Der eine Torwart verletzt sich, der andere hat nicht seinen besten Tag, und plötzlich steht der Torwarttrainer zwischen den Pfosten: Dank des reaktivierten Carsten Lichtlein, 44 Jahre, hat die MT Melsungen weiter gute Chancen auf das Halbfinale in der European League.
Der Ex-Nationaltorhüter sicherte dem Handball-Bundesligisten bei seinem überraschenden Comeback mit starken Paraden den 28:27 (15:13)-Erfolg gegen das spanische Team von Bidasoa Irun. Das Rückspiel findet in einer Woche in Irun statt. Bester Werfer in Kassel war Ian Barrufet mit sechs Toren.
Vier Paraden, Abwehrquote von 40 Prozent, Matchwinner
Bei Melsungen wurde vor dem Spiel ein Kreuzbandriss bei Torhüter Nebojša Simić bestätigt. Der andere MT-Keeper, Adam Morawski, hatte gegen Bidasoa Irun in einigen Phasen nicht das nötige Glück. So brachte Trainer Roberto García Parrondo in der 42. Minute den ehemaligen Nationaltorhüter und Torwarttrainer Lichtlein ins Tor, bei einem Rückstand von 17:21.

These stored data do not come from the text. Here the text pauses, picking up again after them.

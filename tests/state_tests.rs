//! Scenario tests for the saver and config state machines, driven through
//! the in-memory store and the in-process event bus.

use std::fs;

use quotesaver::events::{AppEvent, EventBus};
use quotesaver::model::{
    default_quote_file_path_in, ConfigState, MemoryStore, PreferencesStore, SaverState,
};
use tempfile::TempDir;

#[test]
fn preference_round_trips_within_one_process() {
    let store = MemoryStore::new();
    store.set("/tmp/q.txt");
    assert_eq!(store.get().as_deref(), Some("/tmp/q.txt"));
}

#[test]
fn confirm_persists_pending_value_and_broadcasts_once() {
    let store = MemoryStore::new();
    let mut config = ConfigState::new(&store);

    config.edit("/tmp/q.txt");
    config.confirm(&store);

    assert_eq!(store.get().as_deref(), Some("/tmp/q.txt"));
    assert_eq!(store.broadcast_count(), 1);
    assert!(!config.is_open());
}

#[test]
fn broadcast_refreshes_selection_without_waiting_for_tick() {
    let dir = TempDir::new().unwrap();
    let path_a = dir.path().join("a.txt");
    let path_b = dir.path().join("b.txt");
    fs::write(&path_a, "quote from file A\n").unwrap();
    fs::write(&path_b, "quote from file B\n").unwrap();

    let bus = EventBus::new();
    let store = MemoryStore::with_publisher(bus.publisher());
    store.set_silently(path_a.to_str().unwrap());

    let mut rng = rand::rng();
    let mut state = SaverState::new(&store, &mut rng);
    state.start();
    assert_eq!(state.current_text(), Some("quote from file A"));

    // Another process writes the preference and the broadcast arrives.
    store.set(path_b.to_str().unwrap());
    assert_eq!(store.broadcast_count(), 1);

    let mut dirty = false;
    for event in bus.drain() {
        dirty |= state.handle_event(&event, &store, &mut rng);
    }

    assert!(dirty);
    assert_eq!(state.current_text(), Some("quote from file B"));
    assert_eq!(state.quote_file_path(), path_b.to_str().unwrap());
}

#[test]
fn broadcast_with_unchanged_path_still_marks_dirty() {
    let dir = TempDir::new().unwrap();
    let path = dir.path().join("q.txt");
    fs::write(&path, "same old quote\n").unwrap();

    let store = MemoryStore::with_value(path.to_str().unwrap());
    let mut rng = rand::rng();
    let mut state = SaverState::new(&store, &mut rng);

    let dirty = state.handle_event(&AppEvent::PreferencesChanged, &store, &mut rng);
    assert!(dirty);
    assert_eq!(state.current_text(), Some("same old quote"));
}

#[test]
fn tick_picks_from_reloaded_deck_after_path_change() {
    let dir = TempDir::new().unwrap();
    let path_a = dir.path().join("a.txt");
    let path_b = dir.path().join("b.txt");
    fs::write(&path_a, "alpha\n").unwrap();
    fs::write(&path_b, "beta\n").unwrap();

    let store = MemoryStore::with_value(path_a.to_str().unwrap());
    let mut rng = rand::rng();
    let mut state = SaverState::new(&store, &mut rng);
    assert_eq!(state.current_text(), Some("alpha"));

    store.set_silently(path_b.to_str().unwrap());
    assert!(state.tick(&store, &mut rng));
    assert_eq!(state.current_text(), Some("beta"));
}

#[test]
fn default_path_prefers_existing_desktop_file() {
    let home = TempDir::new().unwrap();
    let desktop = home.path().join("Desktop");
    fs::create_dir_all(&desktop).unwrap();
    fs::write(desktop.join("codeQuotes.txt"), "q\n").unwrap();

    let path = default_quote_file_path_in(home.path());
    assert_eq!(path, desktop.join("codeQuotes.txt"));
}

#[test]
fn default_path_falls_back_to_config_dir_and_creates_it() {
    let home = TempDir::new().unwrap();

    let path = default_quote_file_path_in(home.path());
    assert_eq!(path, home.path().join(".config/quotes.txt"));
    assert!(home.path().join(".config").is_dir());
    // Only the directory is created; the file appears on first save.
    assert!(!path.exists());
}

Routinier Lichtlein war nach dem Ausfall von Simić kurzfristig als Backup auf die Bank zurückgekehrt. Mit vier Paraden, einer Abwehrquote von 40 Prozent und seiner emotionalen Art brachte er die MT letztlich zum knappen Sieg. Lichtlein hat 220 Länderspiele für die DHB-Auswahl bestritten, seine aktive Karriere hatte er eigentlich 2022 beendet.
Das Verletzungspech der arg gebeutelten Melsunger kommt eigentlich zur Unzeit. In der Bundesliga liegen sie mit nur zwei Punkten Rückstand und einem Spiel weniger auf Platz zwei hinter den Füchsen Berlin.
Mit Lichtlein scheint Melsungen aber eine Antwort auf die Verletzungssorgen im Tor gefunden zu haben. Und so könnte der Kampf um den Meistertitel in der Bundesliga auch zu einem Familienduell werden. Bei den Füchsen spielt der 22-jährige Nils Lichtlein, sein Onkel ist ein gewisser Carsten Lichtlein, der mit 44 Jahren noch einmal für Furore im Handball sorgt.
Am 29. Mai, dem 31. Spieltag, könnte es sogar zum direkten Aufeinandertreffen in der Bundesliga kommen – wenn Lichtlein auch dann noch als Retter gebraucht wird.
Die Kraft für weitere Einsätze ist bei ihm offenbar vorhanden. »Ich wusste nicht, wie mein Körper reagiert, aber an sich geht's mir super. Ich habe kein Problem gehabt aufzustehen, die Knochen sind alle heile, die Muskeln passen«, sagte Lichtlein dem Sport-Informations-Dienst am Tag nach seinem Comeback.